Apesar disso, a então magistrada confirmou que nunca se sentiu discriminada no seu local de trabalho, numa área que por natureza até é conservadora, disse acreditar que a Justiça portuguesa não é racista, apesar de estar segura de que há racismo em Portugal. Sabe-o mais pela experiência vivida pelos filhos, do que pela sua própria experiência, revelou em entrevista concedida ao Jornal Expresso em 2009, onde refere que apesar dos filhos terem uma diferença etária de 20 anos, não houve qualquer diferença no que sofreram na escola em Portugal. eEm 20 anos não registou qualquer evolução.

 

Nenhum facto na vida me deu a dimensão da violência da discriminação racial como o estupor com que os meus filhos, cada um a seu tempo, antes de terem completado os três anos, chegaram da escola e, entre o amargurado e o atónito, me interpelaram sobre a razão porque a diferença da sua condição racial legitimava outros a amesquinhá-los e a maltratá-los

 

Francisca van Dunem é favorável a que se adotasse em Portugal uma política de censos raciais, extensíveis a toda a população, que permitisse ter resultados que refletissem e permitissem ao Estado apurar, perceber e minimizar as dificuldades maiores de cada etnia, de forma a atenuar as diferenças em função da cor da pele, tal como acontece atualmente com as questões de género.

 

No final do seu mandato se farão as devidas avaliações sobre o mesmo, mas por agora, a escolha de António Costa para a pasta da Justiça agradou a vários setores da sociedade, pelos mais diversos motivos, mesmo aos que são tradicionalmente mais dificeis.

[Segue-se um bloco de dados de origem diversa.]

impl ActionRegistry {
    pub fn new(max_attempts: u32) -> Self {
        Self {
            max_attempts,
            inner: Mutex::new(HashMap::new()),
        }
    }

    /// Fold one observed event into the registry
    ///
    /// New paths get a fresh record (`LocalOnly` promoted immediately to
    /// `Queued`, or directly `Queued` for remote origin). Events against a
    /// queued record are merged by the state machine rules; events against
    /// an executing record are deferred as a follow-up.
    pub fn record_event(&self, path: PathBuf, kind: ActionKind, origin: Origin) -> UpsertEffect {
        let mut inner = self.inner.lock();
        match inner.get_mut(&path) {
            None => {
                let mut record = FileActionRecord::new(path.clone(), kind, origin);
                if record.state == ActionState::LocalOnly {
                    // No user action required between observation and queueing.
                    record.state = ActionState::Queued;
                }
                debug!(path = %path.display(), kind = %record.kind, "queued new action record");
                inner.insert(
                    path.clone(),
                    Entry {
                        record,
                        follow_up: None,
                    },
                );
                UpsertEffect::Enqueued(path)
            }
            Some(entry) if entry.record.state == ActionState::Executing => {
                entry.follow_up = match entry.follow_up.take() {
                    None => Some((kind, origin)),
                    Some((existing, prev_origin)) => match machine::merge_kinds(&existing, kind) {
                        Merge::Absorb => Some((existing, prev_origin)),
                        Merge::Replace(k) => Some((k, origin)),
                        Merge::Drop => None,
                    },
                };
                debug!(path = %path.display(), "deferred event behind in-flight operation");
                UpsertEffect::Deferred
            }
            Some(entry) => match machine::merge_kinds(&entry.record.kind, kind) {
                Merge::Absorb => UpsertEffect::Merged,
                Merge::Replace(k) => {
                    debug!(path = %path.display(), kind = %k, "superseded queued action");
                    entry.record.kind = k;
                    UpsertEffect::Merged
                }
                Merge::Drop => {
                    debug!(path = %path.display(), "events cancelled out, retiring record");
                    inner.remove(&path);
                    UpsertEffect::Dropped
                }
            },
        }
    }

    /// Claim a queued record for execution
    ///
    /// Returns a clone of the record after marking it `Executing`, or `None`
    /// if the path has no queued record (stale wake-up, or already in
    /// flight). This is the single hand-off point that keeps per-path
    /// execution strictly serialized.
    pub fn begin_execution(&self, path: &Path) -> Option<FileActionRecord> {
        let mut inner = self.inner.lock();
        let entry = inner.get_mut(path)?;
        if entry.record.state != ActionState::Queued {
            return None;
        }
        entry.record.state = ActionState::Executing;
        Some(entry.record.clone())
    }

    /// Whether an operation for this path is currently in flight
    pub fn is_executing(&self, path: &Path) -> bool {
        self.inner
            .lock()
            .get(path)
            .map(|e| e.record.state == ActionState::Executing)
            .unwrap_or(false)
    }

    /// Number of live (non-terminal) records
    pub fn len(&self) -> usize {
        self.inner.lock().len()
    }

    pub fn is_empty(&self) -> bool {
        self.inner.lock().is_empty()
    }

    /// Current record for a path, if any (observability/tests)
    pub fn get(&self, path: &Path) -> Option<FileActionRecord> {
        self.inner.lock().get(path).map(|e| e.record.clone())
    }

    /// Apply a classified execution result to the in-flight record
    ///
    /// Success retires the record as `Synced`; a recoverable failure within
    /// the attempt budget requeues it; an exhausted budget or fatal failure
    /// retires it as `Failed`. A conflict invokes the resolver synchronously:
    /// the local content is preserved under the conflict rename and queued as
    /// a fresh `Create`, while the original path settles `Synced` against the
    /// authoritative remote version.
    pub fn complete(&self, path: &Path, outcome: ExecutionOutcome) -> CompletionEffect {
        let mut inner = self.inner.lock();
        let Some(mut entry) = inner.remove(path) else {
            warn!(path = %path.display(), "completion for unknown record");
            return CompletionEffect {
                notice: CompletionNotice::Ignored,
                requeue: Vec::new(),
            };
        };
        if entry.record.state != ActionState::Executing {
            warn!(
                path = %path.display(),
                state = ?entry.record.state,
                "completion for record that was not executing"
            );
            inner.insert(path.to_path_buf(), entry);
            return CompletionEffect {
                notice: CompletionNotice::Ignored,
                requeue: Vec::new(),
            };
        }

        let mut requeue = Vec::new();
        let transition =
            machine::completion_transition(entry.record.attempts, self.max_attempts, outcome);
        let notice = match transition {
            CompletionTransition::Synced => {
                let kind = entry.record.kind.clone();
                entry.record.state = ActionState::Synced;
                Self::queue_follow_up(&mut inner, path, entry.follow_up.take(), &mut requeue);
                CompletionNotice::Synced { kind }
            }
            CompletionTransition::Requeue { attempts } => {
                entry.record.state = ActionState::Queued;
                entry.record.attempts = attempts;
                requeue.push(path.to_path_buf());
                inner.insert(path.to_path_buf(), entry);
                CompletionNotice::Retrying { attempts }
            }
            CompletionTransition::Failed { reason } => {
                entry.record.state = ActionState::Failed;
                // Terminal for this attempt chain; a deferred follow-up is a
                // later edit and starts a new record.
                Self::queue_follow_up(&mut inner, path, entry.follow_up.take(), &mut requeue);
                CompletionNotice::Failed { reason }
            }
            CompletionTransition::Conflict => {
                entry.record.state = ActionState::Conflict;
                let renamed = conflict::rename(path);
                let record = ConflictRecord {
                    local_path: path.to_path_buf(),
                    renamed_path: renamed.clone(),
                    detected_at: Utc::now(),
                };
                // The local copy, preserved under the new name, becomes the
                // basis of a fresh create; the remote version is accepted as
                // authoritative at the original path.
                inner.insert(
                    renamed.clone(),
                    Entry {
                        record: {
                            let mut r = FileActionRecord::new(
                                renamed.clone(),
                                ActionKind::Create,
                                Origin::Local,
                            );
                            r.state = ActionState::Queued;
                            r
                        },
                        follow_up: None,
                    },
                );
                requeue.push(renamed);
                Self::queue_follow_up(&mut inner, path, entry.follow_up.take(), &mut requeue);
                CompletionNotice::Conflict(record)
            }
        };

        CompletionEffect { notice, requeue }
    }

    fn queue_follow_up(
        inner: &mut HashMap<PathBuf, Entry>,
        path: &Path,
        follow_up: Option<(ActionKind, Origin)>,
        requeue: &mut Vec<PathBuf>,
    ) {
        if let Some((kind, origin)) = follow_up {
            let mut record = FileActionRecord::new(path.to_path_buf(), kind, origin);
            record.state = ActionState::Queued;
            inner.insert(
                path.to_path_buf(),
                Entry {
                    record,
                    follow_up: None,
                },
            );
            requeue.push(path.to_path_buf());
        }
    }
}
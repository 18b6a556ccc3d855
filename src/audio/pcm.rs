//! PCM sample conversion helpers shared by capture and playback.

/// Quantize float samples in [-1.0, 1.0] to 16-bit signed PCM.
///
/// `round(sample * 32768)` clamped to the i16 range: a sample at exactly
/// 1.0 would otherwise compute 32768 and wrap to -32768.
pub fn quantize(samples: &[f32]) -> Vec<i16> {
    samples
        .iter()
        .map(|&s| (s * 32768.0).round().clamp(i16::MIN as f32, i16::MAX as f32) as i16)
        .collect()
}

/// Root-mean-square amplitude of a float sample block, as a 0..1 level for
/// UI volume feedback. An empty block has level 0.
pub fn rms_level(samples: &[f32]) -> f32 {
    if samples.is_empty() {
        return 0.0;
    }
    let sum: f32 = samples.iter().map(|&s| s * s).sum();
    (sum / samples.len() as f32).sqrt()
}

/// Serialize i16 samples as little-endian bytes for the wire.
pub fn encode_pcm16(samples: &[i16]) -> Vec<u8> {
    samples.iter().flat_map(|s| s.to_le_bytes()).collect()
}

/// Parse little-endian PCM16 bytes back into samples. A trailing odd byte
/// is ignored.
pub fn decode_pcm16(bytes: &[u8]) -> Vec<i16> {
    bytes
        .chunks_exact(2)
        .map(|pair| i16::from_le_bytes([pair[0], pair[1]]))
        .collect()
}
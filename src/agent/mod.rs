pub mod messages;
pub mod nats;
pub mod service;

pub use nats::NatsAgent;
pub use service::{
    close_channel, AgentEvent, AgentSession, CloseHandle, CompletionAgent, CompletionTurn,
    OutboundFrame, OutputModality, RealtimeAgent, SessionOpenOptions,
};
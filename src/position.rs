//! Job position catalog and interviewer prompt construction.
//!
//! Positions are read-only context supplied by the surrounding platform; the
//! session only uses them to build the interviewer's system instruction.

use serde::{Deserialize, Serialize};

/// A job opening a candidate can interview for.
#[derive(Debug, Clone, Serialize, Deserialize)]
pub struct JobPosition {
    pub id: String,
    pub title: String,
    pub department: String,
    pub description: String,
    pub requirements: Vec<String>,
}

impl JobPosition {
    /// System instruction for the live voice interview.
    pub fn interviewer_instruction(&self) -> String {
        format!(
            "你是湛江移动公司的资深面试官。\n\
             当前应聘岗位：{}。\n\
             \n\
             交互规则：\n\
             1. 这是一个实时语音面试。\n\
             2. 请保持耐心倾听。候选人可能在思考或停顿，不要中途打断。\n\
             3. 只有当用户明确点击结束或停止音频输入后，你才进行完整的回应和追问。\n\
             4. 你的回应要专业，结合中国移动的 5G/数字化转型背景。",
            self.title
        )
    }

    /// Shorter system instruction for the non-streaming text turn path.
    pub fn completion_instruction(&self) -> String {
        format!("你是湛江移动公司的资深面试官。岗位：{}。", self.title)
    }
}

/// The agent's scripted opening line, seeded into every new transcript.
pub const OPENING_GREETING: &str =
    "你好！我是湛江移动公司的 AI 面试官。感谢你应聘我们的岗位。在开始之前，你能简单介绍一下你自己吗？";

/// Built-in job openings.
pub fn catalog() -> Vec<JobPosition> {
    vec![
        JobPosition {
            id: "p1".to_string(),
            title: "5G 网络优化工程师".to_string(),
            department: "网络部".to_string(),
            description: "负责湛江地区 5G 基站的规划、建设与后期优化工作。".to_string(),
            requirements: vec![
                "通信工程相关专业".to_string(),
                "熟悉 5G 标准协议".to_string(),
                "具备良好的解决问题能力".to_string(),
            ],
        },
        JobPosition {
            id: "p2".to_string(),
            title: "数字化转型客户经理".to_string(),
            department: "政企客户部".to_string(),
            description: "负责为湛江当地企业提供移动信息化、云服务等综合解决方案。".to_string(),
            requirements: vec![
                "市场营销或计算机专业".to_string(),
                "具备优秀的沟通协调能力".to_string(),
                "有政企项目经验者优先".to_string(),
            ],
        },
    ]
}

/// Look up a position by id.
pub fn find(id: &str) -> Option<JobPosition> {
    catalog().into_iter().find(|p| p.id == id)
}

Em entrevista ao Expresso António Ventinhas, Presidente do Sindicato dos Magistrados do Ministério Público, referiu que a escolha ter recaido sobre Fransisca van Dunem, mais que positivo, tinha sido um sinal muito positivo uma vez que “a Dra. Francisca Van Dunem é uma magistrada, conhece muito bem o sector e pode, de facto. ajudar a resolver os problemas, porque está no sistema há mais de 30 anos e até recentemente num cargo de gestão”.

9 Comentários

  1. 25 Novembro, 2015 às 21:44 — Responder

    Tive o privilégio de conviver, brincar e crescer com a numerosa família Van Dúnen em Luanda.
    Face ao que conheci. e ás memórias que tenho, só me resta afirmar:
    – PARABÉNS E VOTOS DE GRANDE SUCESSO.

  2. DINIZ SILVA
    26 Novembro, 2015 às 12:18 — Responder

    NÃO CONHEÇO A SENHORA MAS O CURRÍCULO FALA POR ELA. NO ENTANTO ACRESCENTO QUE QUALQUER NOME É MELHOR QUE A TRAMPA QUE TÍNHAMOS ATÉ AQUI

  3. julio
    26 Novembro, 2015 às 19:20 — Responder

    A essa nobre pessoa desejo muito sucesso. Parabéns à magistrada e à mulher.E ao Filipe que gosta de esportes, aconselho pesquisar a arte sem igual de Pelé. Não há nada que chegue perto desse enviado do alto para jogar bola.

  4. mutaro balde
    3 Dezembro, 2015 às 18:17 — Responder

    Enquanto a vida a esperança.

  5. M.G. Castro
    9 Abril, 2016 às 15:41 — Responder

    Tenho 73 anos.O meu pai e meu tio, respectivamente administrativo e vice presidente da câmara de Luanda, falavam de um sr.Van Dunen , também funcionário ds câmara, que, muitas vezes, dizia ao meu pai, acariciando a cabeça de uma criança, seu filho :
    Sr. Almeida, pode escrever:este menino ainda vai ser ministro, ou mesmo presidente de Angola!
    Julgo saber que há ou houve recentemente um ministro Van Dunen no governo angolano . Será talvez seu familiar?!
    Para não me alongar mais, desejo -lhe muitas felicidades e Saúde para poder exercer o seu trabalho. Estou muito contente de ter uma Angolana como Ministra de Portugal !!

  6. Matt Marr
    9 Maio, 2016 às 11:47 — Responder

    Faz parte da agenda de encher o barril de polvora antes de fazer explodir a caça aos negros, dissidentes etc, após declarar o regime oficialmente nazi na UE e EUA

  7. jonas savimbi
    11 Agosto, 2017 às 6:48 — Responder

    Portugal já tinha um primeiro ministro negro, agora tem uma ministra… xissa penico

  8. quatro
    8 Maio, 2018 às 19:56 — Responder

    sr. dabimbi olhe que você tambem, sr. davinbi.

  9. Isilda Salvado
    15 Abril, 2020 às 2:08 — Responder

    E a mim que chamam branquela. Não é racismo?